We conduct an ablation study on RA-HVED with U-HVED as the baseline. In Table 3, we compare the methods using the average Dice score for all possible subsets of input modalities on the BraTS dataset. First, we confirm the effect of adding DRB to U-HVED when comparing (1) with (2). In Method (2), the dimension of the shared representation is decreased compared to (1), but the average Dice scores are similar. In method (3), RSM improves overall segmentation performance including enhancing tumor. In particular, the segmentation performance in enhancing tumor region is further improved because attention is imposed using segmentation features. Finally, in (4), an ROI attentive joint discriminator is added to (3) to provide stronger constraints to the ROI in the image reconstruction. The ROI attentive module is added to improve the segmentation performance in all tumor regions and achieve the highest Dice score in most scenarios with missing modalities. In particular, the average Dice increases by 4.5\(\%\) for (2) in the enhancing tumor. This shows that the proposed key components of RA-HVED efficiently learn the multi-scale shared representations.

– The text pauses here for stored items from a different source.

impl<'a, 'p> Machine<'a, 'p> {
    fn new(request: ExecutionRequest<'a>, snapshot: &'a mut Snapshot<'p>, logs: &'a mut dyn LogSink) -> Self {
        Self {
            snapshot,
            logs,
            container: request.container,
            block: request.block,
            notifications: Vec::new(),
            frames: Vec::new(),
            gas_limit: request.gas_limit,
            gas_consumed: 0,
            entry_hash: Hash160::digest(request.script),
            result_stack: Vec::new(),
        }
    }

    fn execute(mut self, script: &[u8]) -> EngineOutcome {
        self.frames.push(Frame::new(Arc::from(script), self.entry_hash, None, 0, Vec::new()));

        let fault = loop {
            if self.frames.is_empty() {
                break None;
            }
            if let Err(e) = self.step() {
                break Some(e);
            }
        };

        let state = if fault.is_some() { VmState::Fault } else { VmState::Halt };
        trace!("Script {} stopped in {} after {} gas", self.entry_hash, state, self.gas_consumed);
        let call_frames = self.frames.iter().rev().map(Frame::snapshot).collect();
        let calling_script_hash = self.calling_hash();
        let current_script_hash = self.frames.last().map(|f| f.script_hash);
        EngineOutcome {
            state,
            gas_consumed: self.gas_consumed,
            fault: fault.map(|e| e.to_string()),
            notifications: self.notifications,
            result_stack: self.result_stack,
            call_frames,
            calling_script_hash,
            current_script_hash,
            entry_script_hash: Some(self.entry_hash),
        }
    }

    pub fn charge(&mut self, amount: i64) -> Result<()> {
        self.gas_consumed = self.gas_consumed.saturating_add(amount);
        if self.gas_consumed > self.gas_limit {
            return Err(VmError::InsufficientGas);
        }
        Ok(())
    }

    pub fn current(&mut self) -> &mut Frame {
        let last = self.frames.len() - 1;
        &mut self.frames[last]
    }

    pub fn current_hash(&self) -> Hash160 {
        self.frames.last().map(|f| f.script_hash).unwrap_or(self.entry_hash)
    }

    /// Hash of the frame below the current one
    pub fn calling_hash(&self) -> Option<Hash160> {
        let len = self.frames.len();
        (len >= 2).then(|| self.frames[len - 2].script_hash)
    }

    pub fn push(&mut self, item: StackItem) -> Result<()> {
        let frame = self.current();
        if frame.stack.len() >= MAX_STACK_SIZE {
            return Err(VmError::StackOverflow);
        }
        frame.stack.push(item);
        Ok(())
    }

    pub fn pop(&mut self) -> Result<StackItem> {
        self.current().stack.pop().ok_or(VmError::StackUnderflow)
    }

    pub fn pop_integer(&mut self) -> Result<i128> {
        let item = self.pop()?;
        item.as_integer().ok_or(VmError::InvalidType {
            expected: "Integer",
            found: item.type_name(),
        })
    }

    pub fn pop_bytes(&mut self) -> Result<Vec<u8>> {
        let item = self.pop()?;
        item.as_bytes().ok_or(VmError::InvalidType {
            expected: "ByteString",
            found: item.type_name(),
        })
    }

    pub fn pop_string(&mut self) -> Result<String> {
        let bytes = self.pop_bytes()?;
        String::from_utf8(bytes).map_err(|_| VmError::InvalidOperation("string is not valid UTF-8".to_string()))
    }

    pub fn pop_hash(&mut self) -> Result<Hash160> {
        let bytes = self.pop_bytes()?;
        Hash160::from_slice(&bytes).map_err(|e| VmError::InvalidOperation(e.to_string()))
    }

    pub fn pop_array(&mut self) -> Result<Vec<StackItem>> {
        match self.pop()? {
            StackItem::Array(items) | StackItem::Struct(items) => Ok(items),
            other => Err(VmError::InvalidType {
                expected: "Array",
                found: other.type_name(),
            }),
        }
    }

    /// Block timestamp the script observes
    pub fn time(&self) -> u64 {
        match self.block {
            Some(block) => block.timestamp,
            None => self
                .snapshot
                .root()
                .head_timestamp()
                .saturating_add(MILLISECONDS_PER_BLOCK),
        }
    }

    /// Whether `account` authorized the running code.
    ///
    /// `current` is the code asking and `calling` whoever invoked it.
    pub fn check_witness(&self, account: &Hash160, current: Hash160, calling: Option<Hash160>) -> bool {
        if calling == Some(*account) {
            return true;
        }
        let Some(container) = self.container else {
            return false;
        };
        let Some(signer) = container.signers.iter().find(|s| s.account == *account) else {
            return false;
        };
        if signer.scopes.contains(WitnessScope::GLOBAL) {
            return true;
        }
        if signer.scopes.contains(WitnessScope::CALLED_BY_ENTRY)
            && (current == self.entry_hash || calling.map_or(true, |c| c == self.entry_hash))
        {
            return true;
        }
        signer.scopes.contains(WitnessScope::CUSTOM_CONTRACTS) && signer.allowed_contracts.contains(&current)
    }

    fn step(&mut self) -> Result<()> {
        let (script, ip) = {
            let frame = self.current();
            (frame.script.clone(), frame.ip)
        };
        let instruction = Instruction::decode(&script, ip)?;
        self.charge(gas::opcode_price(instruction.opcode))?;

        match self.dispatch(&instruction, ip)? {
            Flow::Next => self.current().ip = ip + instruction.size,
            Flow::Jump(target) => self.current().ip = target,
            Flow::Return => {
                let frame = self.frames.pop().ok_or(VmError::StackUnderflow)?;
                if self.frames.is_empty() {
                    self.result_stack = frame.stack;
                } else {
                    let value = frame.stack.into_iter().last().unwrap_or(StackItem::Null);
                    self.push(value)?;
                }
            }
            Flow::Enter(callee) => {
                if self.frames.len() >= MAX_INVOCATION_DEPTH {
                    return Err(VmError::InvocationDepth);
                }
                self.current().ip = ip + instruction.size;
                self.frames.push(callee);
            }
        }
        Ok(())
    }

    fn jump_target(&self, ip: usize, operand: &[u8], script_len: usize) -> Result<usize> {
        let offset = operand.first().map(|b| *b as i8).unwrap_or(0) as i64;
        let target = ip as i64 + offset;
        if target < 0 || target as usize > script_len {
            return Err(VmError::InvalidJump(target));
        }
        Ok(target as usize)
    }

    fn dispatch(&mut self, instruction: &Instruction<'_>, ip: usize) -> Result<Flow> {
        let op = instruction.opcode;
        match op {
            OpCode::PUSHINT8 | OpCode::PUSHINT16 | OpCode::PUSHINT32 | OpCode::PUSHINT64 | OpCode::PUSHINT128 => {
                let operand = instruction.operand;
                let negative = operand.last().map_or(false, |b| b & 0x80 != 0);
                let mut buf = if negative { [0xffu8; 16] } else { [0u8; 16] };
                buf[..operand.len()].copy_from_slice(operand);
                self.push(StackItem::Integer(i128::from_le_bytes(buf)))?;
            }
            OpCode::PUSHT => self.push(StackItem::Boolean(true))?,
            OpCode::PUSHF => self.push(StackItem::Boolean(false))?,
            OpCode::PUSHNULL => self.push(StackItem::Null)?,
            OpCode::PUSHDATA1 | OpCode::PUSHDATA2 | OpCode::PUSHDATA4 => {
                self.push(StackItem::ByteString(instruction.operand.to_vec()))?
            }
            OpCode::PUSHM1
            | OpCode::PUSH0
            | OpCode::PUSH1
            | OpCode::PUSH2
            | OpCode::PUSH3
            | OpCode::PUSH4
            | OpCode::PUSH5
            | OpCode::PUSH6
            | OpCode::PUSH7
            | OpCode::PUSH8
            | OpCode::PUSH9
            | OpCode::PUSH10
            | OpCode::PUSH11
            | OpCode::PUSH12
            | OpCode::PUSH13
            | OpCode::PUSH14
            | OpCode::PUSH15
            | OpCode::PUSH16 => {
                let value = op as i128 - OpCode::PUSH0 as i128;
                self.push(StackItem::Integer(value))?;
            }
            OpCode::JMP | OpCode::JMPIF | OpCode::JMPIFNOT => {
                let script_len = self.current().script.len();
                let target = self.jump_target(ip, instruction.operand, script_len)?;
                let taken = match op {
                    OpCode::JMP => true,
                    OpCode::JMPIF => self.pop()?.as_bool(),
                    _ => !self.pop()?.as_bool(),
                };
                if taken {
                    return Ok(Flow::Jump(target));
                }
            }
            OpCode::ABORT => return Err(VmError::Abort),
            OpCode::ASSERT => {
                if !self.pop()?.as_bool() {
                    return Err(VmError::AssertFailed);
                }
            }
            OpCode::RET => return Ok(Flow::Return),
            OpCode::SYSCALL => {
                let mut id = [0u8; 4];
                id.copy_from_slice(instruction.operand);
                return self.syscall(u32::from_le_bytes(id));
            }
            OpCode::DROP => {
                self.pop()?;
            }
            OpCode::DUP => {
                let top = self
                    .current()
                    .stack
                    .last()
                    .cloned()
                    .ok_or(VmError::StackUnderflow)?;
                self.push(top)?;
            }
            OpCode::SWAP => {
                let stack = &mut self.current().stack;
                let len = stack.len();
                if len < 2 {
                    return Err(VmError::StackUnderflow);
                }
                stack.swap(len - 1, len - 2);
            }
            OpCode::LDARG => {
                let index = instruction.operand.first().copied().unwrap_or(0) as usize;
                let arg = self
                    .current()
                    .args
                    .get(index)
                    .cloned()
                    .ok_or(VmError::IndexOutOfRange(index as i128))?;
                self.push(arg)?;
            }
            OpCode::CAT => {
                let right = self.pop_bytes()?;
                let mut left = self.pop_bytes()?;
                left.extend_from_slice(&right);
                self.push(StackItem::ByteString(left))?;
            }
            OpCode::EQUAL => {
                let right = self.pop()?;
                let left = self.pop()?;
                self.push(StackItem::Boolean(left == right))?;
            }
            OpCode::NOT => {
                let value = self.pop()?.as_bool();
                self.push(StackItem::Boolean(!value))?;
            }
            OpCode::ADD | OpCode::SUB => {
                let right = self.pop_integer()?;
                let left = self.pop_integer()?;
                let value = if op == OpCode::ADD {
                    left.checked_add(right)
                } else {
                    left.checked_sub(right)
                };
                self.push(StackItem::Integer(value.ok_or(VmError::Overflow)?))?;
            }
            OpCode::NUMEQUAL | OpCode::LT | OpCode::GE => {
                let right = self.pop_integer()?;
                let left = self.pop_integer()?;
                let value = match op {
                    OpCode::NUMEQUAL => left == right,
                    OpCode::LT => left < right,
                    _ => left >= right,
                };
                self.push(StackItem::Boolean(value))?;
            }
            OpCode::PACK => {
                let count = self.pop_integer()?;
                let len = self.current().stack.len();
                if count < 0 || count as usize > len {
                    return Err(VmError::IndexOutOfRange(count));
                }
                let mut items = self.current().stack.split_off(len - count as usize);
                items.reverse();
                self.push(StackItem::Array(items))?;
            }
            OpCode::PICKITEM => {
                let key = self.pop()?;
                let item = match self.pop()? {
                    StackItem::Array(items) | StackItem::Struct(items) => {
                        let index = key.as_integer().ok_or(VmError::InvalidType {
                            expected: "Integer",
                            found: key.type_name(),
                        })?;
                        usize::try_from(index)
                            .ok()
                            .and_then(|i| items.get(i).cloned())
                            .ok_or(VmError::IndexOutOfRange(index))?
                    }
                    StackItem::Map(entries) => entries
                        .into_iter()
                        .find(|(k, _)| *k == key)
                        .map(|(_, v)| v)
                        .ok_or_else(|| VmError::InvalidOperation("key not found in map".to_string()))?,
                    other => {
                        return Err(VmError::InvalidType {
                            expected: "Array",
                            found: other.type_name(),
                        })
                    }
                };
                self.push(item)?;
            }
        }
        Ok(Flow::Next)
    }
}
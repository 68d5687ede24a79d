// dryrun/core/vm/src/wallet.rs

// In-memory ed25519 wallet
use crate::gas::EXEC_FEE_FACTOR;
use dryrun_execution::native::{self, AccountState};
use dryrun_execution::{Signer, SigningContext, Transaction, TransactionRequest, Wallet, WalletError, Witness};
use dryrun_storage::{Hash160, RootStore, Snapshot};
use ed25519_dalek::{Signer as _, SigningKey};
use rand::rngs::OsRng;
use rand::RngCore;
use tracing::debug;

/// Blocks a built transaction stays valid for
pub const MAX_VALID_UNTIL_BLOCK_INCREMENT: u32 = 5760;
/// Network fee per byte of transaction
pub const FEE_PER_BYTE: i64 = 1000;
/// Verification cost of one signature
pub const SIGNATURE_VERIFY_PRICE: i64 = (1 << 15) * EXEC_FEE_FACTOR;

const PUSHDATA1: u8 = 0x0C;

/// Script hash of an ed25519 public key
pub fn account_of(key: &SigningKey) -> Hash160 {
    Hash160::digest(key.verifying_key().as_bytes())
}

#[derive(Debug, Clone)]
pub struct KeyWallet {
    keys: Vec<SigningKey>,
    network: u32,
}

impl KeyWallet {
    pub fn new(network: u32) -> Self {
        Self {
            keys: Vec::new(),
            network,
        }
    }

    /// Wallet holding one freshly generated key
    pub fn generate(network: u32) -> Self {
        let mut wallet = Self::new(network);
        wallet.add_key(generate_key());
        wallet
    }

    pub fn from_secret_hex(network: u32, secrets: &[String]) -> Result<Self, WalletError> {
        let mut wallet = Self::new(network);
        for secret in secrets {
            wallet.add_key(parse_secret(secret)?);
        }
        Ok(wallet)
    }

    pub fn add_key(&mut self, key: SigningKey) -> Hash160 {
        let account = account_of(&key);
        self.keys.push(key);
        account
    }

    pub fn accounts(&self) -> Vec<Hash160> {
        self.keys.iter().map(account_of).collect()
    }

    fn key_for(&self, account: &Hash160) -> Option<&SigningKey> {
        self.keys.iter().find(|k| account_of(k) == *account)
    }
}

pub fn generate_key() -> SigningKey {
    let mut secret = [0u8; 32];
    OsRng.fill_bytes(&mut secret);
    SigningKey::from_bytes(&secret)
}

pub fn parse_secret(secret: &str) -> Result<SigningKey, WalletError> {
    let trimmed = secret.trim().trim_start_matches("0x");
    let bytes = hex::decode(trimmed).map_err(|e| WalletError::InvalidKey(e.to_string()))?;
    let secret: [u8; 32] = bytes
        .as_slice()
        .try_into()
        .map_err(|_| WalletError::InvalidKey(format!("expected 32 bytes, got {}", bytes.len())))?;
    Ok(SigningKey::from_bytes(&secret))
}

fn push_data(data: &[u8]) -> Vec<u8> {
    let mut script = Vec::with_capacity(2 + data.len());
    script.push(PUSHDATA1);
    script.push(data.len() as u8);
    script.extend_from_slice(data);
    script
}

impl Wallet for KeyWallet {
    fn default_account(&self) -> Option<Hash160> {
        self.keys.first().map(account_of)
    }

    fn make_transaction(
        &self,
        snapshot: &Snapshot<'_>,
        request: TransactionRequest<'_>,
    ) -> Result<Transaction, WalletError> {
        let sender = request
            .sender
            .or_else(|| self.default_account())
            .ok_or(WalletError::NoSender)?;
        if request.system_fee > request.max_gas {
            return Err(WalletError::EstimationFailed(format!(
                "system fee {} exceeds the limit {}",
                request.system_fee, request.max_gas
            )));
        }

        let mut signers = request.signers.to_vec();
        if signers.is_empty() {
            signers.push(Signer::called_by_entry(sender));
        }
        let current = request
            .block
            .map(|b| b.index)
            .unwrap_or_else(|| snapshot.root_height());

        let mut tx = Transaction {
            version: 0,
            nonce: OsRng.next_u32(),
            system_fee: request.system_fee,
            network_fee: 0,
            valid_until_block: current.saturating_add(MAX_VALID_UNTIL_BLOCK_INCREMENT),
            signers,
            script: request.script.to_vec(),
            witnesses: Vec::new(),
        };
        tx.network_fee = self.network_fee(snapshot.root().as_ref(), &tx);

        let need = i128::from(tx.system_fee) + i128::from(tx.network_fee);
        let have = native::read_balance::<AccountState>(snapshot, native::GAS_ID, &sender)
            .map_err(|e| WalletError::EstimationFailed(e.to_string()))?;
        if have < need {
            return Err(WalletError::InsufficientFunds { need, have });
        }
        Ok(tx)
    }

    fn sign(&self, context: &mut SigningContext) -> bool {
        let data = context.sign_data();
        let accounts: Vec<Hash160> = context.tx.signers.iter().map(|s| s.account).collect();
        let mut signed = false;
        for account in accounts {
            let Some(key) = self.key_for(&account) else {
                continue;
            };
            let signature = key.sign(&data);
            let witness = Witness {
                invocation: push_data(&signature.to_bytes()),
                verification: push_data(key.verifying_key().as_bytes()),
            };
            signed |= context.add_witness(account, witness);
        }
        debug!("Signed transaction {}: complete={}", context.tx.hash(), context.completed());
        signed
    }

    fn network_fee(&self, _root: &dyn RootStore, tx: &Transaction) -> i64 {
        let witnesses = tx.signers.len() as i64;
        // Account for the witness bytes a signed transaction carries
        let size = tx.size() as i64 + witnesses * (2 + 64 + 2 + 32);
        size * FEE_PER_BYTE + witnesses * SIGNATURE_VERIFY_PRICE
    }

    fn network(&self) -> u32 {
        self.network
    }
}
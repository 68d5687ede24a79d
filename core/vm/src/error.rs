// dryrun/core/vm/src/error.rs

use dryrun_execution::ExecutionError;
use dryrun_storage::{Hash160, StorageError};
use thiserror::Error;

/// Reasons a script faults. The display text becomes the result's exception.
#[derive(Error, Debug)]
pub enum VmError {
    #[error("Insufficient GAS.")]
    InsufficientGas,

    #[error("ABORT is executed.")]
    Abort,

    #[error("ASSERT is executed with false result.")]
    AssertFailed,

    #[error("Stack underflow")]
    StackUnderflow,

    #[error("Stack overflow")]
    StackOverflow,

    #[error("MaxInvocationStackSize exceeded")]
    InvocationDepth,

    #[error("Invalid type: expected {expected}, found {found}")]
    InvalidType {
        expected: &'static str,
        found: &'static str,
    },

    #[error("Arithmetic overflow")]
    Overflow,

    #[error("Invalid jump target {0}")]
    InvalidJump(i64),

    #[error("Index out of range: {0}")]
    IndexOutOfRange(i128),

    #[error("Unknown syscall 0x{0:08x}")]
    UnknownSyscall(u32),

    #[error("Called Contract Does Not Exist: {0}")]
    ContractNotFound(Hash160),

    #[error("Method \"{method}\" with {argc} parameter(s) doesn't exist in the contract {contract}.")]
    MethodNotFound {
        contract: Hash160,
        method: String,
        argc: usize,
    },

    #[error("Contract Already Exists: {0}")]
    ContractExists(Hash160),

    #[error("{0}")]
    InvalidOperation(String),

    #[error(transparent)]
    Execution(#[from] ExecutionError),

    #[error(transparent)]
    Storage(#[from] StorageError),
}

pub type Result<T> = std::result::Result<T, VmError>;
// dryrun/core/execution/src/metrics.rs

// Metrics for tracking session executions
use once_cell::sync::Lazy;
use prometheus::{
    register_counter_vec, register_histogram, register_int_gauge, CounterVec, Histogram, IntGauge,
};

pub static SESSION_EXECUTIONS_TOTAL: Lazy<CounterVec> = Lazy::new(|| {
    register_counter_vec!(
        "dryrun_session_executions_total",
        "Number of session executions by terminal state and commit outcome",
        &["state", "committed"]
    )
    .expect("register dryrun_session_executions_total")
});

pub static SESSION_GAS_USED: Lazy<Histogram> = Lazy::new(|| {
    register_histogram!(
        "dryrun_session_gas_used",
        "Gas consumed by session executions",
        prometheus::exponential_buckets(1_000.0, 10.0, 8).unwrap_or_default()
    )
    .expect("register dryrun_session_gas_used")
});

pub static ACTIVE_SESSIONS: Lazy<IntGauge> = Lazy::new(|| {
    register_int_gauge!("dryrun_active_sessions", "Number of live sessions")
        .expect("register dryrun_active_sessions")
});

pub static STATE_PATCHES_TOTAL: Lazy<CounterVec> = Lazy::new(|| {
    register_counter_vec!(
        "dryrun_state_patches_total",
        "Direct state mutations applied to sessions",
        &["kind"]
    )
    .expect("register dryrun_state_patches_total")
});

pub static VIRTUAL_DEPLOYS_TOTAL: Lazy<CounterVec> = Lazy::new(|| {
    register_counter_vec!(
        "dryrun_virtual_deploys_total",
        "Virtual deploys by outcome",
        &["outcome"]
    )
    .expect("register dryrun_virtual_deploys_total")
});
// dryrun/core/storage/src/state/snapshot.rs

use super::merge::{FindIter, Source};
use crate::db::RootStore;
use crate::types::{Hash256, StorageKey};
use std::collections::BTreeMap;
use std::fmt;
use std::sync::Arc;
use tracing::debug;

/// Pending entry of a layer: `Some` is a write, `None` a tombstone
type Entry = Option<Vec<u8>>;

enum Parent<'p> {
    Root(Arc<dyn RootStore>),
    Layer(&'p Snapshot<'p>),
}

/// One copy-on-write layer of ledger state.
///
/// A snapshot records only the writes and deletes made through it. Reads fall
/// through to the parent chain and finally to the canonical root. A child
/// borrows its parent immutably, so nothing written to the child can reach the
/// parent until the child is turned into a [`ChangeSet`] and committed.
pub struct Snapshot<'p> {
    parent: Parent<'p>,
    writes: BTreeMap<StorageKey, Entry>,
    depth: usize,
}

impl Snapshot<'static> {
    /// First layer directly on top of the canonical store
    pub fn new(root: Arc<dyn RootStore>) -> Self {
        Self {
            parent: Parent::Root(root),
            writes: BTreeMap::new(),
            depth: 1,
        }
    }
}

impl<'p> Snapshot<'p> {
    /// Create an empty layer whose parent is `self`
    pub fn create_child(&self) -> Snapshot<'_> {
        Snapshot {
            parent: Parent::Layer(self),
            writes: BTreeMap::new(),
            depth: self.depth + 1,
        }
    }

    /// Number of layers between this snapshot and the root, inclusive of itself
    pub fn depth(&self) -> usize {
        self.depth
    }

    /// The canonical store at the bottom of the chain
    pub fn root(&self) -> &Arc<dyn RootStore> {
        let mut layer: &Snapshot<'_> = self;
        loop {
            match &layer.parent {
                Parent::Root(root) => return root,
                Parent::Layer(parent) => layer = *parent,
            }
        }
    }

    /// Height of the canonical chain head
    pub fn root_height(&self) -> u32 {
        self.root().height()
    }

    /// Hash of the canonical chain head
    pub fn root_hash(&self) -> Hash256 {
        self.root().head_hash()
    }

    /// Look up a slot; the nearest layer holding an entry wins, tombstones included
    pub fn get(&self, key: &StorageKey) -> Option<Vec<u8>> {
        let mut layer: &Snapshot<'_> = self;
        loop {
            if let Some(entry) = layer.writes.get(key) {
                return entry.clone();
            }
            match &layer.parent {
                Parent::Root(root) => return root.get(key),
                Parent::Layer(parent) => layer = *parent,
            }
        }
    }

    pub fn contains(&self, key: &StorageKey) -> bool {
        self.get(key).is_some()
    }

    /// Record a write in this layer only
    pub fn put(&mut self, key: StorageKey, value: Vec<u8>) {
        self.writes.insert(key, Some(value));
    }

    /// Record a tombstone in this layer only
    pub fn delete(&mut self, key: StorageKey) {
        self.writes.insert(key, None);
    }

    /// Number of entries recorded in this layer
    pub fn pending(&self) -> usize {
        self.writes.len()
    }

    /// Lazily merge every visible slot of `id` whose key starts with `prefix`.
    ///
    /// Entries of nearer layers shadow farther ones, tombstones are dropped and
    /// keys come out in ascending order. Each call recomputes the view.
    pub fn find_by_prefix<'a>(&'a self, id: i32, prefix: &[u8]) -> FindIter<'a> {
        let mut sources = Vec::with_capacity(self.depth + 1);
        let mut layer: &'a Snapshot<'_> = self;
        loop {
            sources.push(Source::layer(&layer.writes, id, prefix));
            match &layer.parent {
                Parent::Root(root) => {
                    sources.push(Source::root(root.seek(id, prefix)));
                    break;
                }
                Parent::Layer(parent) => layer = *parent,
            }
        }
        FindIter::new(sources)
    }

    /// Consume this layer, yielding the diff it recorded
    pub fn into_changes(self) -> ChangeSet {
        ChangeSet {
            entries: self.writes,
        }
    }

    /// Absorb a child's diff into this layer.
    ///
    /// Writes overwrite, tombstones shadow whatever lies below. Keys the child
    /// never touched are left as they were.
    pub fn commit(&mut self, changes: ChangeSet) {
        debug!(
            "Committing {} entries into layer at depth {}",
            changes.len(),
            self.depth
        );
        self.writes.extend(changes.entries);
    }
}

impl fmt::Debug for Snapshot<'_> {
    fn fmt(&self, f: &mut fmt::Formatter<'_>) -> fmt::Result {
        f.debug_struct("Snapshot")
            .field("depth", &self.depth)
            .field("pending", &self.writes.len())
            .finish()
    }
}

/// Diff of one layer, detached from the layer's parent borrow
#[derive(Debug, Clone, Default, PartialEq, Eq)]
pub struct ChangeSet {
    entries: BTreeMap<StorageKey, Entry>,
}

impl ChangeSet {
    pub fn len(&self) -> usize {
        self.entries.len()
    }

    pub fn is_empty(&self) -> bool {
        self.entries.is_empty()
    }

    /// Entries in key order; `None` marks a delete
    pub fn iter(&self) -> impl Iterator<Item = (&StorageKey, Option<&Vec<u8>>)> {
        self.entries.iter().map(|(k, v)| (k, v.as_ref()))
    }

    pub fn into_entries(self) -> impl Iterator<Item = (StorageKey, Option<Vec<u8>>)> {
        self.entries.into_iter()
    }
}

In Table 4, we conduct experiments to prove the effect of ROI-based attention in RSM and ROI attentive joint discriminator. First, spatial-wise attention is applied to encoder features without the intervention of segmentation features in RSM (spatial attention in Table 4). Next, the joint discriminator replaces the ROI attentive joint discriminator (joint discriminator in Table 4). Both models achieve lower segmentation performance than RA-HVED. This indicates that ROI-based attention is important for learning segmentation-relevant shared representations.

5 Conclusion

In this study, we propose a novel and robust multimodal segmentation method that can function effectively when there are missing modalities. Our model efficiently learns segmentation-relevant shared representations through ROI attentive skip connection and joint adversarial learning that constrains the ROI in modality completion. We validate our method on a brain tumor and a stroke lesion dataset. Experimental results show that the proposed method outperforms previous segmentation methods on missing modalities. Moreover, we demonstrate the effectiveness of our key components in an ablation study. Our method can be applied to improve the clinical workflow that requires multimodal images.